Spell Check and Levenshtein Distance

Dev Aggarwal
5 min readJun 22, 2023

--

Spell check is an amazing feature that I can’t imagine going without. We’ve gotten so used to it that we forget how often it comes into play everyday. After all, can you imagine typing a query in a search engine with absolutely correct spelling?! Just one mistyped word or letter is all takes to throw all the search engine results into disarray! And yet, that never happens. Spell check is automatically applied each time we use a search engine, and thank god for that!

From a surface level perspective, spell check is split up into two phases: recognizing incorrect spellings and finding the correct spelling for the intended word. Recognizing incorrect spellings is technically an easy programming task since every word in an search query can be checked against all words in a dictionary, but realistically speaking that approach is computation heavy (over 600k English word-forms!) and time intensive so there are most likely algorithms for just recognizing incorrect spellings. The more difficult task I’d say is determining the intended word, which modern programs have incorporated to not only analyze the misspelled word but also the context in which it is used. Doing so has also allowed for grammar correction.

So spell check is meant to find incorrect words, but if you think about it there’s different types of incorrect words with some harder to detect than others. One type of error is a misspelling, but this is relatively easy to do. The less obvious alternative is an incorrect word itself, despite correct spelling. How do you instruct a computer to find a word that is spelled correctly, but used incorrectly in a sentence? It might be easy for humans, but it doesn’t seem that easy to teach computers.
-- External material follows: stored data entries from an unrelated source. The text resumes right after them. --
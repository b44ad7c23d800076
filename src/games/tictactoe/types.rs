//! Core domain types for tic-tac-toe.

use serde::{Deserialize, Serialize};
use tracing::instrument;

/// Number of cells on the board.
pub const CELL_COUNT: usize = 9;

/// Who placed a mark.
///
/// The human player always plays X and moves first; the computer plays O.
#[derive(
    Debug, Clone, Copy, PartialEq, Eq, Hash, Serialize, Deserialize, strum::Display, strum::EnumIter,
)]
pub enum Mark {
    /// The human player's mark (X).
    #[strum(to_string = "X")]
    Player,
    /// The computer's mark (O).
    #[strum(to_string = "O")]
    Computer,
}

impl Mark {
    /// Returns the opposing mark.
    pub fn opponent(self) -> Self {
        match self {
            Mark::Player => Mark::Computer,
            Mark::Computer => Mark::Player,
        }
    }

    /// Board symbol for this mark.
    pub fn symbol(self) -> char {
        match self {
            Mark::Player => 'X',
            Mark::Computer => 'O',
        }
    }
}

/// A single cell of the board.
#[derive(Debug, Clone, Copy, PartialEq, Eq, Hash, Default, Serialize, Deserialize)]
pub enum Cell {
    /// Nobody has played here.
    #[default]
    Empty,
    /// Cell holds a mark.
    Marked(Mark),
}

/// Reasons a placement is refused by the board.
#[derive(Debug, Clone, Copy, PartialEq, Eq, derive_more::Display)]
pub enum PlaceError {
    /// Index outside 0-8.
    #[display("Cell {} is out of range (0-8)", _0)]
    OutOfRange(usize),
    /// Cell already holds a mark.
    #[display("Cell {} is already occupied", _0)]
    Occupied(usize),
}

impl std::error::Error for PlaceError {}

/// 3x3 tic-tac-toe board.
#[derive(Debug, Clone, PartialEq, Eq, Default, Serialize, Deserialize)]
pub struct Board {
    /// Cells in row-major order (0-8).
    cells: [Cell; CELL_COUNT],
}

impl Board {
    /// Creates a new empty board.
    pub fn new() -> Self {
        Self {
            cells: [Cell::Empty; CELL_COUNT],
        }
    }

    /// Builds a board from a 9-character picture: `X`, `O`, anything else is empty.
    ///
    /// Handy for setting up positions: `Board::from_picture("XX.OO....")`.
    pub fn from_picture(picture: &str) -> Self {
        let mut board = Self::new();
        for (index, symbol) in picture.chars().take(CELL_COUNT).enumerate() {
            board.cells[index] = match symbol {
                'X' | 'x' => Cell::Marked(Mark::Player),
                'O' | 'o' => Cell::Marked(Mark::Computer),
                _ => Cell::Empty,
            };
        }
        board
    }

    /// Places `mark` at `index`.
    ///
    /// # Errors
    ///
    /// [`PlaceError::OutOfRange`] for an index past 8, [`PlaceError::Occupied`]
    /// when the cell already holds a mark. The board is unchanged on error.
    #[instrument(skip(self))]
    pub fn place(&mut self, index: usize, mark: Mark) -> Result<(), PlaceError> {
        match self.cells.get(index) {
            None => Err(PlaceError::OutOfRange(index)),
            Some(Cell::Marked(_)) => Err(PlaceError::Occupied(index)),
            Some(Cell::Empty) => {
                self.cells[index] = Cell::Marked(mark);
                Ok(())
            }
        }
    }

    /// Gets the cell at `index`, or `None` past the edge of the board.
    pub fn get(&self, index: usize) -> Option<Cell> {
        self.cells.get(index).copied()
    }

    /// Checks if the cell at `index` exists and is empty.
    pub fn is_empty(&self, index: usize) -> bool {
        matches!(self.get(index), Some(Cell::Empty))
    }

    /// True when no empty cells remain.
    pub fn is_full(&self) -> bool {
        self.cells.iter().all(|c| *c != Cell::Empty)
    }

    /// Clears every cell.
    pub fn reset(&mut self) {
        self.cells = [Cell::Empty; CELL_COUNT];
    }

    /// Indices of empty cells, ascending.
    pub fn empty_cells(&self) -> Vec<usize> {
        (0..CELL_COUNT).filter(|&i| self.is_empty(i)).collect()
    }

    /// Number of cells holding `mark`.
    pub fn count(&self, mark: Mark) -> usize {
        self.cells
            .iter()
            .filter(|c| **c == Cell::Marked(mark))
            .count()
    }

    /// Returns all cells as a slice.
    pub fn cells(&self) -> &[Cell; CELL_COUNT] {
        &self.cells
    }

    /// Copy of this board with `mark` written at `index`, ignoring occupancy.
    ///
    /// Used for one-ply look-ahead; callers only probe empty cells.
    pub(crate) fn with_mark(&self, index: usize, mark: Mark) -> Self {
        let mut probe = self.clone();
        probe.cells[index] = Cell::Marked(mark);
        probe
    }

    /// Formats the board as a human-readable string.
    ///
    /// Empty cells show their 1-based number so a player can type it.
    pub fn display(&self) -> String {
        let mut result = String::new();
        for row in 0..3 {
            for col in 0..3 {
                let pos = row * 3 + col;
                let symbol = match self.cells[pos] {
                    Cell::Empty => char::from(b'1' + pos as u8),
                    Cell::Marked(mark) => mark.symbol(),
                };
                result.push(symbol);
                if col < 2 {
                    result.push('|');
                }
            }
            if row < 2 {
                result.push_str("\n-+-+-\n");
            }
        }
        result
    }
}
Thus, the phases of spell check are to recognize errors, determine a set of intended words / corrections, and lastly to rank the set of possible words in a manner that returns the most likely / probable word to match the originally intended word.

Levenshtein Distance

Levenshtein Distance (LD) is a method for measuring the similarity between two strings. It calculates the distance or amount of alterations necessary to transform one word into another. Consider word #1 to be “lock” and word #2 to be “chalk”. The goal is to transform word #1 into word #2 using the minimum number of operations possible. If you think about it, a singular alteration or operation can only be an insertion, deletion, or substitution. Levenshtein Distance is a way of optimizing transformation operations which minimizes the distance between word #1 and word #2. In terms of spell check, if we consider that even an incorrectly spelled word contains elements that are to some extent correct, then Levenshtein Distance can help to at the very least narrow down the list of possible intended words to a relatively small amount.
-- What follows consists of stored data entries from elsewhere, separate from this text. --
//! Tournament bookkeeping: series score and game history.

use crate::games::tictactoe::{Difficulty, GameOutcome};
use chrono::{DateTime, Utc};
use derive_getters::Getters;
use derive_new::new;
use serde::{Deserialize, Serialize};
use tracing::instrument;

/// Result of one game from the player's perspective.
#[derive(Debug, Clone, Copy, PartialEq, Eq, Hash, Serialize, Deserialize, strum::Display)]
pub enum PlayerResult {
    /// Player won the game.
    Win,
    /// Computer won the game.
    Loss,
    /// Game ended in a draw.
    Draw,
}

impl PlayerResult {
    /// Maps a board outcome to the player's result.
    ///
    /// An unfinished outcome counts as a draw; records are only created for
    /// finished games.
    pub fn from_outcome(outcome: &GameOutcome) -> Self {
        match outcome {
            GameOutcome::PlayerWin(_) => Self::Win,
            GameOutcome::ComputerWin(_) => Self::Loss,
            GameOutcome::Draw | GameOutcome::InProgress => Self::Draw,
        }
    }
}

/// One finished game. Never modified after it is recorded.
#[derive(Debug, Clone, PartialEq, Eq, Getters, Serialize, Deserialize, new)]
pub struct GameRecord {
    /// 1-based position of the game in its tournament.
    game_number: u32,
    /// How the game ended.
    outcome: GameOutcome,
    /// Time from first move opportunity to the final move.
    duration_ms: u64,
    /// When the game ended.
    timestamp: DateTime<Utc>,
}

impl GameRecord {
    /// The player's result for this game.
    pub fn result(&self) -> PlayerResult {
        PlayerResult::from_outcome(&self.outcome)
    }
}

/// Who took the series.
#[derive(Debug, Clone, Copy, PartialEq, Eq, Hash, Serialize, Deserialize, strum::Display)]
pub enum TournamentResult {
    /// The player has more wins.
    PlayerWins,
    /// The computer has more wins.
    ComputerWins,
    /// Wins are level.
    Tie,
}

impl TournamentResult {
    /// Compares win counts.
    pub fn from_score(player_wins: u32, computer_wins: u32) -> Self {
        match player_wins.cmp(&computer_wins) {
            std::cmp::Ordering::Greater => Self::PlayerWins,
            std::cmp::Ordering::Less => Self::ComputerWins,
            std::cmp::Ordering::Equal => Self::Tie,
        }
    }
}

/// Limits deciding when a series is over.
#[derive(Debug, Clone, Copy, PartialEq, Eq, new)]
pub struct SeriesRules {
    /// Games after which the series always ends.
    max_games: u32,
    /// A side with more wins than this has clinched the series.
    clinch_threshold: u32,
}

impl Default for SeriesRules {
    fn default() -> Self {
        Self::new(5, 2)
    }
}

/// State of a tournament, owned by the controller.
#[derive(Debug, Clone, PartialEq, Eq, Getters, Serialize, Deserialize)]
pub struct TournamentState {
    /// Player's display name.
    player_name: String,
    /// Computer strength for every game of the tournament.
    difficulty: Difficulty,
    /// When the tournament started.
    start_time: DateTime<Utc>,
    /// 1-based number of the game being played (or last played).
    current_game_number: u32,
    /// Games the player won.
    player_wins: u32,
    /// Games the computer won.
    computer_wins: u32,
    /// Finished games, oldest first.
    history: Vec<GameRecord>,
}

impl TournamentState {
    /// Fresh state for game 1.
    pub fn new(player_name: String, difficulty: Difficulty, start_time: DateTime<Utc>) -> Self {
        Self {
            player_name,
            difficulty,
            start_time,
            current_game_number: 1,
            player_wins: 0,
            computer_wins: 0,
            history: Vec::new(),
        }
    }

    /// Appends a finished game and updates the series score.
    #[instrument(skip(self, record), fields(game_number = record.game_number))]
    pub(crate) fn record(&mut self, record: GameRecord) {
        match record.result() {
            PlayerResult::Win => self.player_wins += 1,
            PlayerResult::Loss => self.computer_wins += 1,
            PlayerResult::Draw => {}
        }
        self.history.push(record);
    }

    /// Moves on to the next game number.
    pub(crate) fn advance(&mut self) {
        self.current_game_number += 1;
    }

    /// Whether the series is over, judged at the current game number.
    pub fn is_complete(&self, rules: &SeriesRules) -> bool {
        self.current_game_number >= rules.max_games
            || self.player_wins > rules.clinch_threshold
            || self.computer_wins > rules.clinch_threshold
    }

    /// Series result as the score stands now.
    pub fn standing(&self) -> TournamentResult {
        TournamentResult::from_score(self.player_wins, self.computer_wins)
    }
}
There are 5 rules / possibilities / cases to consider while constructing a LD solution.

1. Case — When the respective characters of both words are the same, no operation is necessary

Consider the words “book” and “back”, in which both “b” and “k” are the correct letters in the right position. The LD = 2 because 2 simple substitutions will transform “book” into “back”. However, it is not necessary for the original word to be the same length as the target word, from which positioning complications occur which is why indexed elements are compared starting from the end for both convenience and efficiency. The first rule is as below:

# X ==> word 1 - original
# Y ==> word 2 - target
# i ==> current index looping through X
# j ==> current index looping through Y

# RULE 1
if(X[i] == Y[j]): # NOTE: This process must start from one direction - the back
# then discard ith element of X and jth element of Y b/c doesn't affect LD
X = X[:i]
Y = Y[:j]

2. Case — When the original word or target word is empty, LD = non-empty word

If the original or target is empty, then it is a simple case of insertion or deletion respectively.

# RULE 2
if(len(X) == 0 or len(Y) == 0):
LD = max(len(X), len(Y))

3. Possibility — Insertion

An insertion is only done when the target word is longer than the original word. Consider a letter that is added to the end of the original word such that it matches the end of the target. The LD += 1, and the last letter of both the original and targets words are irrelevant.

# Insertion case possibility
X += "s" # NOTE: insertion present, so last letter no longer matters
# target ==> ducks
# original ==> ____ => ____s

# j ==> last index of target word

# NOTE: letter cut off of target
findLev(X,Y) = findLev(X, Y[:j]) + 1 #this 1 accounts for insertion operation

4. Possibility — Deletion

Similarly, deletion is only present when the original word is longer than the target word. If a character is deleted from the original word, then LD += 1 and the edit distance of the original word minus the last letter in comparison to the target word must be found.

# Deletion case possibility
X = X[:len(X)-1]

# i==> last index of original word

# NOTE: last letter cut off original
findLev(X,Y) = findLev(X[:i], Y) + 1 #this 1 accounts for deletion operation

5. Possibility — Substitution

Consider a substitution of the last character of the original word. This is an operation in which LD += 1, but since the last characters of the original and target match, they are now irrelevant.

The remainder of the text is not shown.